Classical propositional calculus: https://en.wikipedia.org/wiki/Propositional_calculus. In this logic, the only thing you're allowed to talk about, at the most atomic level, is propositions. You can connect them up with AND and OR operators, and the unary NOT operator can be applied, but that's about it. The "universe" you're choosing here is analogous to the innards of a computer: a proposition is a "bit" which can be either "on" or "off" and all sentences are "circuits" using AND-gates or OR-gates. In this logic you're not allowed to talk about ice cream, tastiness etc. They simply aren't part of the formalism. Now, of course you could label one of these atomic true/false bits with whatever label you want e.g. "This ice cream is tasty", but as far as the logic is concerned, this is just a label, nothing more. We could equally have just called the proposition $P$ or $Q$. The true underlying entity is still an atomic bit.
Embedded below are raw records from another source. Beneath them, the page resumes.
#![forbid(unsafe_code)]

//! Retained-state lifecycle contract and ordered notification dispatch.
//!
//! # State machine
//!
//! ```text
//! Unretained ──► Retained ──► Entered ◄──► Exited
//!                   │                        │
//!                   └────────► Retired ◄─────┘
//! ```
//!
//! `Retired` is terminal. An object abandoned before it ever entered the
//! tree goes straight from `Retained` to `Retired`. Re-entry can happen any
//! number of times, so [`StateLifecycleObserver::on_retired`] is the only
//! safe point to release owned resources.
//!
//! # Ordering
//!
//! [`LifecycleDispatcher`] collects notifications during an update pass and
//! drains them when the pass is applied:
//!
//! 1. `on_exited_composition` for everything leaving, in **reverse** of the
//!    order it was recorded (children before parents).
//! 2. `on_retained` for new objects, in recorded order.
//! 3. `on_entered_composition` for everything entering or re-entering, in
//!    recorded order.
//!
//! Retirements are not part of the ordered drain. They move into a
//! [`RetireBatch`] the host delivers whenever it likes; a batch that is
//! dropped undelivered delivers on drop, so every retirement eventually
//! fires.

use std::fmt;
use std::sync::atomic::{AtomicU64, Ordering};
use std::sync::{Arc, Mutex, PoisonError};

#[cfg(feature = "tracing")]
use tracing::{trace, warn};

/// Callbacks for objects whose state is retained by the runtime.
///
/// All methods default to no-ops so implementors only override what they
/// care about.
pub trait StateLifecycleObserver: Send + Sync {
    /// The object was retained for the first time.
    fn on_retained(&self) {}

    /// The object's content became part of the live tree.
    fn on_entered_composition(&self) {}

    /// The object's content left the live tree. It may enter again.
    fn on_exited_composition(&self) {}

    /// The object will never be used again.
    fn on_retired(&self) {}
}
So, propositional logic is clearly not powerful enough to encode your sentence. What's next? Well, the next step up is first-order logic: https://en.wikipedia.org/wiki/First-order_logic#:~:text=First%2Dorder%20logic%E2%80%94also%20known,%2C%20linguistics%2C%20and%20computer%20science. Here, we are allowed to quantify over non-logical entities in order to build up logical sentences. However, as you allude to in the question, things get a bit murky at this point and we run the risk of running into paradoxes if you just let those sentences freely range over anything whatsoever. For example, you can form sentences such as "Does the set of all sets contain itself?" In order to put a safety harness on the theory and protect it from such malicious paradoxes, and in order to cross the boundary from philosophy to well-defined mathematics, you need to choose a domain of discourse: https://en.wikipedia.org/wiki/Domain_of_discourse. The domain of discourse is some well-defined universe with an axiomatic characterisation.
So to say "This ice cream is tasty" is a philosophical question, not a mathematical one. However, if you first define a mathematical universe with a set of "ice cream" objects and a "tastiness" predicate, of course you can form such a sentence which, in your custom defined world, will have a perfectly well defined true/false value. I.e. it will be a proposition in that world.
It's also worth saying that propositional calculus and first order logic aren't the only kinds of logics out there. They were enough to highlight the main issues brought up in this question, but they certainly aren't the only logics that we could have discussed. You may want to explore the truth/falsehood of that sentence in other logics. But again, you'd still have to rigorously define what ice cream and tastiness are, mathematically speaking, and you'd still have to be explicit about the logic in which you're working.